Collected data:
====================

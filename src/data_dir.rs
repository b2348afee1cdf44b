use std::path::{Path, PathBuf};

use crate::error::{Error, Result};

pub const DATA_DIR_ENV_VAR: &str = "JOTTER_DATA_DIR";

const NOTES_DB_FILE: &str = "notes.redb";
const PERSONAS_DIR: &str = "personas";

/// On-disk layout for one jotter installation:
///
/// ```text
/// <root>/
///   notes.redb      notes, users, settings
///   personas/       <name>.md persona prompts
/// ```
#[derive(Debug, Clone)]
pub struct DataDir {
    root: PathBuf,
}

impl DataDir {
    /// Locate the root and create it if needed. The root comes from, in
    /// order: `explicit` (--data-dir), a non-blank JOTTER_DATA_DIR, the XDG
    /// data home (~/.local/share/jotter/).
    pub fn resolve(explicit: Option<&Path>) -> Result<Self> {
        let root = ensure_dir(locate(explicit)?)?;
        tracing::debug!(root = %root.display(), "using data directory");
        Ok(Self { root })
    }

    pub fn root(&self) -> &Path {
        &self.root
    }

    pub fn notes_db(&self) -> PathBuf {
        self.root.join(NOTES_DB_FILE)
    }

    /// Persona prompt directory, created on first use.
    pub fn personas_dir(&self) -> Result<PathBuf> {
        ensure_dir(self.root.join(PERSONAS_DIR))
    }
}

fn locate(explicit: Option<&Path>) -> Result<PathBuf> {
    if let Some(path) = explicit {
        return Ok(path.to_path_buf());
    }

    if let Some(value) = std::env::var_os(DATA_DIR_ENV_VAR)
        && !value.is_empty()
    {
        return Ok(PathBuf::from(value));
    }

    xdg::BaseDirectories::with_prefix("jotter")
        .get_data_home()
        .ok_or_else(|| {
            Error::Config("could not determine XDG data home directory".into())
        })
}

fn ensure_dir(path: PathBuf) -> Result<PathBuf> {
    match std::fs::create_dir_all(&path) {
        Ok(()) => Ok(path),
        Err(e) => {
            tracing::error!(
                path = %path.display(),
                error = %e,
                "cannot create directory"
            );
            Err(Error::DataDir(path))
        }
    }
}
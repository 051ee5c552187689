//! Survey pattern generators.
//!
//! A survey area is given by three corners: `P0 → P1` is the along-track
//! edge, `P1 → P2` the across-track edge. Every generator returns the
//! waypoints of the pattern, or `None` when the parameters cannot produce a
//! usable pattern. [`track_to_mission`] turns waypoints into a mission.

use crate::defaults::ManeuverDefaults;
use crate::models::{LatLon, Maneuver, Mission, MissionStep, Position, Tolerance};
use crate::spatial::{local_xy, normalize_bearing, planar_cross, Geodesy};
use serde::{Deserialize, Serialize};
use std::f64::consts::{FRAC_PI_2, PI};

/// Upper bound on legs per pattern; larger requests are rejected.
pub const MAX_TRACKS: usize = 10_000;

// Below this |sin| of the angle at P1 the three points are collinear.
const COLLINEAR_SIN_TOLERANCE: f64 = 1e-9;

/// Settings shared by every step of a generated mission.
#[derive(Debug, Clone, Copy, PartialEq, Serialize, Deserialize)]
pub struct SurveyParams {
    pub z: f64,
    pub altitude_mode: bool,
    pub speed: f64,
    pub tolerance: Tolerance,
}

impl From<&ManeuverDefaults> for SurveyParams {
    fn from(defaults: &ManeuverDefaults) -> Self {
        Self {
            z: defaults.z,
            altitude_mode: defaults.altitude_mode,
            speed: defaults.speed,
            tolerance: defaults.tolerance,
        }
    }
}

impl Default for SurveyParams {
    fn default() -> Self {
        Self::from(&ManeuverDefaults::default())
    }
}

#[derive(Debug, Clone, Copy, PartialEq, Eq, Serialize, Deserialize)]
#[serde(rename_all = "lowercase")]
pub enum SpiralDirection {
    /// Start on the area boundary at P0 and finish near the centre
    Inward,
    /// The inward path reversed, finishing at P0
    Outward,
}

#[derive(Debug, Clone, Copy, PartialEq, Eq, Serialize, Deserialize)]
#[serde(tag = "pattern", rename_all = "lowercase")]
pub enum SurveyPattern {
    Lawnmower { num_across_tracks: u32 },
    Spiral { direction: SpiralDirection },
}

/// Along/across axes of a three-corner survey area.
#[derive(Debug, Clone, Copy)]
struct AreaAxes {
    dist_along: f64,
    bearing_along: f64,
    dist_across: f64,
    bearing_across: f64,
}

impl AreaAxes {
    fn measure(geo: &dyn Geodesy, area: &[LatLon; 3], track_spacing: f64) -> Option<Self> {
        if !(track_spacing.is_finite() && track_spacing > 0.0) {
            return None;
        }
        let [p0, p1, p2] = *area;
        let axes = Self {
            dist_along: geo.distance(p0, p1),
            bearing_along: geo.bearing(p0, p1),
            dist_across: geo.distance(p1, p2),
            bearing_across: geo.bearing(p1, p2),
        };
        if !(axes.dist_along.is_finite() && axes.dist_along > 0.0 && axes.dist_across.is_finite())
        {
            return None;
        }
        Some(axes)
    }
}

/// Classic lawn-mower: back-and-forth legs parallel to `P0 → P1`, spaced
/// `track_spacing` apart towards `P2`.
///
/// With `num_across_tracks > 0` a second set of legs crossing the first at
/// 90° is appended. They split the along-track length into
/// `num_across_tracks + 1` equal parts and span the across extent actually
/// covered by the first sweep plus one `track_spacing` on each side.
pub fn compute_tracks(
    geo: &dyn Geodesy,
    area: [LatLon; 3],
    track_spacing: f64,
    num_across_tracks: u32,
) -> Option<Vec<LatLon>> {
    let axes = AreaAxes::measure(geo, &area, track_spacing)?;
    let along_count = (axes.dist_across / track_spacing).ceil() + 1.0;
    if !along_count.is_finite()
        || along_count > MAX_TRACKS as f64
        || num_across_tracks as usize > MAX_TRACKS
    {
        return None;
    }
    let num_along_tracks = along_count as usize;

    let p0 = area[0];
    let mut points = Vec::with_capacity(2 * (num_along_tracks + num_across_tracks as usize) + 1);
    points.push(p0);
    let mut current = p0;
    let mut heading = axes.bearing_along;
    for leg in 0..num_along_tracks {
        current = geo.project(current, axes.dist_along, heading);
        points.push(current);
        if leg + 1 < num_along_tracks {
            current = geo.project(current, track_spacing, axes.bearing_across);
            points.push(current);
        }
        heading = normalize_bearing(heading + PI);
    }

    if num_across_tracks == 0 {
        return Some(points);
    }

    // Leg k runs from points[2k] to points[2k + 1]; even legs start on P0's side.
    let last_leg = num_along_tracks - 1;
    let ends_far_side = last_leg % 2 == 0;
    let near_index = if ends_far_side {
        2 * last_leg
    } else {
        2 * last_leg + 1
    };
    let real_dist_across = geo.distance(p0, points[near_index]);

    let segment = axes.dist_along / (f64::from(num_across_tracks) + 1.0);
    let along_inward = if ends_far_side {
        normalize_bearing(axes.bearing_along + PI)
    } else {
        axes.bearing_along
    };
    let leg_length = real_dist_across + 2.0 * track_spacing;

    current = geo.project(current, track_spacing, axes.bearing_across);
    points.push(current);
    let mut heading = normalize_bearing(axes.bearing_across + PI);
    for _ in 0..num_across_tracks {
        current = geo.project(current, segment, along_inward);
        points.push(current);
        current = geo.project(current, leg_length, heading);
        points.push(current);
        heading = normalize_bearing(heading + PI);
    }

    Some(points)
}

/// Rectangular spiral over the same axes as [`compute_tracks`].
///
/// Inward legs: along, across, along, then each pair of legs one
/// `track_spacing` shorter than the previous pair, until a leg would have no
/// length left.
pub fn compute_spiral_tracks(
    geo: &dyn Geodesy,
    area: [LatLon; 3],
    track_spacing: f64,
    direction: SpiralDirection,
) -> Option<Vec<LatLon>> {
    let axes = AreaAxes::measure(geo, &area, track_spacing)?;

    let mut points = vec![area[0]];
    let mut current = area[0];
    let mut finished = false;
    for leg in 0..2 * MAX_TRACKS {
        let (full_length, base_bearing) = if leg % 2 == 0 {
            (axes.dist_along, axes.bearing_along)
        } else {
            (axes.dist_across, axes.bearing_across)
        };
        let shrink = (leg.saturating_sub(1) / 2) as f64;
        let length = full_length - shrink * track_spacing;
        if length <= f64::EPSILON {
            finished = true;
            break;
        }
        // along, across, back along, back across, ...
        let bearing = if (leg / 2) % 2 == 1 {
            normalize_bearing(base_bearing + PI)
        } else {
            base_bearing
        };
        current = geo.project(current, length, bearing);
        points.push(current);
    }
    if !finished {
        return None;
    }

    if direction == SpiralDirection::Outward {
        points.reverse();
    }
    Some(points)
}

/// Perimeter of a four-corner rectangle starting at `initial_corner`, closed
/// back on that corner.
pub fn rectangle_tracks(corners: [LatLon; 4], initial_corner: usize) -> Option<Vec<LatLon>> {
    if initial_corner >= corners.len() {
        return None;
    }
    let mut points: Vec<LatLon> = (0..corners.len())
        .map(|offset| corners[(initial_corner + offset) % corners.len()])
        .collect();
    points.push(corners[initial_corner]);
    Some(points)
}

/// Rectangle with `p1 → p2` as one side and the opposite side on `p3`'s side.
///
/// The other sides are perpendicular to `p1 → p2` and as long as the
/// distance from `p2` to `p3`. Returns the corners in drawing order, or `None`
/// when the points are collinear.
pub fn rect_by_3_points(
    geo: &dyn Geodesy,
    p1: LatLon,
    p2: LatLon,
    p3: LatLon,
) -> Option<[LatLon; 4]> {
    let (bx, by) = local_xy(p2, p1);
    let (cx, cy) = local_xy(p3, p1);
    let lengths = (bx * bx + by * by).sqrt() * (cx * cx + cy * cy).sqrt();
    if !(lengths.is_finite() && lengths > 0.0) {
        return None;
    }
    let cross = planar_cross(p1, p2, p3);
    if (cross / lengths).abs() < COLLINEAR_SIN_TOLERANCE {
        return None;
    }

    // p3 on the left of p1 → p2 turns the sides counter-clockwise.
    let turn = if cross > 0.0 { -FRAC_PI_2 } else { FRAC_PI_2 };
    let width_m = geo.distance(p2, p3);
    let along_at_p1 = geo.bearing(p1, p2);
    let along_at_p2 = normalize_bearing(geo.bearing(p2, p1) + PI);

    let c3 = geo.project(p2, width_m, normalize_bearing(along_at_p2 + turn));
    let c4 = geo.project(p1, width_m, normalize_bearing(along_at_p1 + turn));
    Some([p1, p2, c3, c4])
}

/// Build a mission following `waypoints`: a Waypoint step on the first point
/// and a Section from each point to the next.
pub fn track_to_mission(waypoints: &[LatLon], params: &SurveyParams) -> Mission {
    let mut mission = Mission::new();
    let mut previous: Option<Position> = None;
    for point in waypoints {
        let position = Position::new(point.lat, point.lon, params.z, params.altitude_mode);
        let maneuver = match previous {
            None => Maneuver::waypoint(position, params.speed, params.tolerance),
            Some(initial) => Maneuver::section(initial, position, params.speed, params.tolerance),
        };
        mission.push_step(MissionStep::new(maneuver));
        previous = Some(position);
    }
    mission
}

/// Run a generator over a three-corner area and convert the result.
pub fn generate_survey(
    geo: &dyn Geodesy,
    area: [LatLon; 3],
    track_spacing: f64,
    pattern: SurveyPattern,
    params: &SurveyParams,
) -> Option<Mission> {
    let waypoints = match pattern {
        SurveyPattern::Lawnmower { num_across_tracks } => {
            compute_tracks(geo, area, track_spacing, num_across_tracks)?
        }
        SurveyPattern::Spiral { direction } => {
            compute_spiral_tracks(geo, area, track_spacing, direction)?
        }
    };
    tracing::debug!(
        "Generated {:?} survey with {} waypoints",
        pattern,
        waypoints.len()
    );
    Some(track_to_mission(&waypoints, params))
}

====================

Prompt:
Exactly as written, reproduce the lines of the data above from the first line through the line where "not determine XDG" appears.

Reply:
filename src/data_dir.rs
repository b2348afee1cdf44b
use std::path::{Path, PathBuf};

use crate::error::{Error, Result};

pub const DATA_DIR_ENV_VAR: &str = "JOTTER_DATA_DIR";

const NOTES_DB_FILE: &str = "notes.redb";
const PERSONAS_DIR: &str = "personas";

/// On-disk layout for one jotter installation:
///
/// ```text
/// <root>/
///   notes.redb      notes, users, settings
///   personas/       <name>.md persona prompts
/// ```
#[derive(Debug, Clone)]
pub struct DataDir {
    root: PathBuf,
}

impl DataDir {
    /// Locate the root and create it if needed. The root comes from, in
    /// order: `explicit` (--data-dir), a non-blank JOTTER_DATA_DIR, the XDG
    /// data home (~/.local/share/jotter/).
    pub fn resolve(explicit: Option<&Path>) -> Result<Self> {
        let root = ensure_dir(locate(explicit)?)?;
        tracing::debug!(root = %root.display(), "using data directory");
        Ok(Self { root })
    }

    pub fn root(&self) -> &Path {
        &self.root
    }

    pub fn notes_db(&self) -> PathBuf {
        self.root.join(NOTES_DB_FILE)
    }

    /// Persona prompt directory, created on first use.
    pub fn personas_dir(&self) -> Result<PathBuf> {
        ensure_dir(self.root.join(PERSONAS_DIR))
    }
}

fn locate(explicit: Option<&Path>) -> Result<PathBuf> {
    if let Some(path) = explicit {
        return Ok(path.to_path_buf());
    }

    if let Some(value) = std::env::var_os(DATA_DIR_ENV_VAR)
        && !value.is_empty()
    {
        return Ok(PathBuf::from(value));
    }

    xdg::BaseDirectories::with_prefix("jotter")
        .get_data_home()
        .ok_or_else(|| {
            Error::Config("could not determine XDG data home directory".into())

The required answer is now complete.